Vidéo et résumé Stefan N. Constantinescu

(Séance du 24 novembre 2012)


par St. CONTANTINESCU (UCL), invité.         

Chronic myeloid blood cancers are characterized by uncontrolled survival, proliferation and differentiation of progenitors that give rise to the mature red blood cells, platelets or white blood granulocytic cells. Polycythemia Vera (PV), Essential Thrombocythemia (ET) and Primary Myelofibrosis (PMF) are initiated when a hematopoietic stem cell acquires mutations that frequently induce constitutive signaling via JAK2, STAT5 and STAT3 and that manifest phenotypically at the later committed progenitor levels. These diseases maintain a near-normal differentiation program, but the excessive cell numbers induce serious complications.  The vast majority of PV (98%), and 60% of the ET and PMF are associated with the unique acquired somatic JAK2 V617F mutation. 5-8% of ET and PMF are associated with activating mutations in the receptor for thrombopoietin (TpoR).

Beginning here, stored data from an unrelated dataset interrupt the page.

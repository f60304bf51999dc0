//! Test fixtures: in-memory zipballs and a scripted release source.

use std::collections::{HashMap, HashSet};
use std::io::{Cursor, Write};
use std::path::Path;
use std::sync::atomic::{AtomicUsize, Ordering};

use zip::ZipWriter;
use zip::write::SimpleFileOptions;

use crate::github::{GithubError, LatestRelease, ReleaseSource};

/// Build a zip from `(path, content)` pairs; paths ending in `/` are directories.
pub fn build_zip(entries: &[(&str, &str)]) -> Vec<u8> {
    let mut writer = ZipWriter::new(Cursor::new(Vec::new()));
    let options = SimpleFileOptions::default();

    for (path, content) in entries {
        if path.ends_with('/') {
            writer.add_directory(path.to_string(), options).unwrap();
        } else {
            writer.start_file(path.to_string(), options).unwrap();
            writer.write_all(content.as_bytes()).unwrap();
        }
    }

    writer.finish().unwrap().into_inner()
}

/// A GitHub-style zipball with everything under `top/`.
pub fn release_zip(top: &str, files: &[(&str, &str)]) -> Vec<u8> {
    let dir = format!("{top}/");
    let paths: Vec<String> = files.iter().map(|(name, _)| format!("{top}/{name}")).collect();

    let mut entries = vec![(dir.as_str(), "")];
    entries.extend(paths.iter().map(String::as_str).zip(files.iter().map(|(_, c)| *c)));
    build_zip(&entries)
}

/// Release source answering from a fixed table.
#[derive(Default)]
pub struct FakeSource {
    releases: HashMap<String, LatestRelease>,
    archives: HashMap<String, Vec<u8>>,
    failing: HashSet<String>,
    pub lookups: AtomicUsize,
    pub downloads: AtomicUsize,
}

impl FakeSource {
    pub fn new() -> Self {
        Self::default()
    }

    /// Publish `archive` as the latest release `tag` of `repo`.
    pub fn with_release(mut self, repo: &str, tag: &str, archive: Vec<u8>) -> Self {
        let url = format!("https://api.github.com/repos/{repo}/zipball/{tag}");
        self.releases.insert(
            repo.to_string(),
            LatestRelease {
                tag_name: Some(tag.to_string()),
                zipball_url: Some(url.clone()),
            },
        );
        self.archives.insert(url, archive);
        self
    }

    /// Answer lookups for `repo` with a raw release record.
    pub fn with_raw_release(mut self, repo: &str, release: LatestRelease) -> Self {
        self.releases.insert(repo.to_string(), release);
        self
    }

    /// Make every lookup for `repo` fail.
    pub fn with_error(mut self, repo: &str) -> Self {
        self.failing.insert(repo.to_string());
        self
    }

    pub fn download_count(&self) -> usize {
        self.downloads.load(Ordering::SeqCst)
    }
}

impl ReleaseSource for FakeSource {
    async fn latest_release(&self, repo: &str) -> Result<Option<LatestRelease>, GithubError> {
        self.lookups.fetch_add(1, Ordering::SeqCst);
        if self.failing.contains(repo) {
            return Err(GithubError::Io(std::io::Error::other("connection reset")));
        }
        Ok(self.releases.get(repo).cloned())
    }

    async fn download_archive(&self, url: &str, dest: &Path) -> Result<u64, GithubError> {
        self.downloads.fetch_add(1, Ordering::SeqCst);
        let bytes = self.archives.get(url).cloned().unwrap_or_default();
        tokio::fs::write(dest, &bytes).await?;
        Ok(bytes.len() as u64)
    }
}
//! Global catalog assembly and JSON document I/O.

use std::io;
use std::path::Path;

use chrono::{DateTime, Utc};
use serde::Serialize;
use serde::de::DeserializeOwned;
use tracing::{info, warn};

use super::error::SyncError;
use crate::types::{Catalog, PackageIndex, to_document_bytes};

/// File name of both the per-extension index and the global catalog.
pub const INDEX_FILE: &str = "index.json";

/// Write `<output>/index.json` listing `packages`.
///
/// An existing catalog listing exactly the same packages is left as is, so
/// a run without changes rewrites nothing. Returns whether the file was written.
pub fn write_catalog(
    output_dir: &Path,
    packages: Vec<PackageIndex>,
    built_at: DateTime<Utc>,
) -> Result<bool, SyncError> {
    let path = output_dir.join(INDEX_FILE);
    let catalog = Catalog::new(packages, built_at);

    if let Some(existing) = read_document::<Catalog>(&path)? {
        if existing.content_type == catalog.content_type && existing.packages == catalog.packages {
            info!(packages = catalog.packages.len(), "catalog unchanged");
            return Ok(false);
        }
    }

    write_document(&path, &catalog)?;
    info!(packages = catalog.packages.len(), path = %path.display(), "catalog written");
    Ok(true)
}

/// Every per-extension index currently published under `output_dir`.
pub fn load_published(output_dir: &Path) -> Result<Vec<PackageIndex>, SyncError> {
    let mut repo_dirs = Vec::new();
    for entry in std::fs::read_dir(output_dir)? {
        let entry = entry?;
        if entry.file_type()?.is_dir() {
            repo_dirs.push(entry.path());
        }
    }
    repo_dirs.sort();

    let mut packages = Vec::new();
    for dir in repo_dirs {
        if let Some(index) = read_document::<PackageIndex>(&dir.join(INDEX_FILE))? {
            packages.push(index);
        }
    }

    Ok(packages)
}

/// Write a document as four-space indented JSON.
pub fn write_document<T: Serialize>(path: &Path, document: &T) -> Result<(), SyncError> {
    std::fs::write(path, to_document_bytes(document)?)?;
    Ok(())
}

/// Read a document, or `None` if it is missing or unreadable as `T`.
pub fn read_document<T: DeserializeOwned>(path: &Path) -> Result<Option<T>, SyncError> {
    let bytes = match std::fs::read(path) {
        Ok(bytes) => bytes,
        Err(e) if e.kind() == io::ErrorKind::NotFound => return Ok(None),
        Err(e) => return Err(e.into()),
    };

    match serde_json::from_slice(&bytes) {
        Ok(document) => Ok(Some(document)),
        Err(e) => {
            warn!(path = %path.display(), error = %e, "ignoring malformed document");
            Ok(None)
        }
    }
}
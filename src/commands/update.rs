//! Update command - mirror the latest releases and republish the catalog.

use std::path::PathBuf;
use std::time::{Duration, Instant};

use anyhow::{Context, Result};
use chrono::Utc;
use clap::Args;
use secrecy::SecretString;
use tracing::info;

use crate::config::{DEFAULT_API_URL, DEFAULT_HOST, UpdaterConfig};
use crate::descriptors::load_descriptors;
use crate::github::{GithubClient, ReleaseSource};
use crate::sync;

#[derive(Args)]
pub struct UpdateCmd {
    /// GitHub user the API requests authenticate as
    #[arg(long, env = "GH_USERNAME")]
    pub github_username: String,

    /// GitHub token for that user
    #[arg(long, env = "GH_TOKEN", hide_env_values = true)]
    pub github_token: String,

    /// Public base URL the output directory is served from
    #[arg(long, env = "HOST", default_value = DEFAULT_HOST)]
    pub host: String,

    /// GitHub repos API base URL
    #[arg(long, env = "GITHUB_API_URL", default_value = DEFAULT_API_URL)]
    pub api_url: String,

    /// Directory containing one YAML descriptor per extension
    #[arg(long, env = "EXTENSIONS_DIR", default_value = "extensions")]
    pub extensions_dir: PathBuf,

    /// Directory to publish extensions and indexes into
    #[arg(long, env = "PUBLIC_DIR", default_value = "public")]
    pub output_dir: PathBuf,

    /// Number of extensions to fetch concurrently
    #[arg(long, short = 'j', default_value = "8")]
    pub concurrency: usize,

    /// Seconds allowed for one extension's release lookup and download
    #[arg(long, default_value = "300")]
    pub fetch_timeout: u64,
}

impl UpdateCmd {
    pub async fn run(&self) -> Result<()> {
        let config = self.config();
        config.validate()?;

        let client = GithubClient::new(&config).context("Failed to build GitHub client")?;
        self.update(&client, &config).await
    }

    async fn update<S: ReleaseSource>(&self, source: &S, config: &UpdaterConfig) -> Result<()> {
        let started = Instant::now();
        info!("extensions update started");

        let descriptors = load_descriptors(&config.extensions_dir)?;
        info!(
            extensions = descriptors.len(),
            dir = %config.extensions_dir.display(),
            "loaded descriptors"
        );

        let report = sync::run(source, descriptors, config, Utc::now())
            .await
            .context("Extensions update failed")?;

        info!(
            total = report.total,
            resolved = report.resolved,
            downloaded = report.downloaded,
            unpacked = report.unpacked,
            published = report.published,
            failed = report.failed,
            catalog_written = report.catalog_written,
            elapsed_secs = started.elapsed().as_secs(),
            "extensions update completed"
        );

        Ok(())
    }

    fn config(&self) -> UpdaterConfig {
        UpdaterConfig {
            github_username: self.github_username.clone(),
            github_token: SecretString::from(self.github_token.clone()),
            api_url: self.api_url.clone(),
            host: self.host.clone(),
            extensions_dir: self.extensions_dir.clone(),
            output_dir: self.output_dir.clone(),
            concurrency: self.concurrency,
            fetch_timeout: Duration::from_secs(self.fetch_timeout),
        }
    }
}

The V617F mutation is localized in a special domain, caused pseudokinase, kinase-like, or kinase-light domain, which activates the adjacent tyrosine kinase domain, resulting in complexes between an activated JAK2 and cytokine receptors. The constitutive nature of signaling by JAK2 V617F and TpoR mutants leads to chromatin changes, which promote progression to leukemia. Progress in treatment with JAK2 inhibitors and perspectives of more specific approaches will be discussed.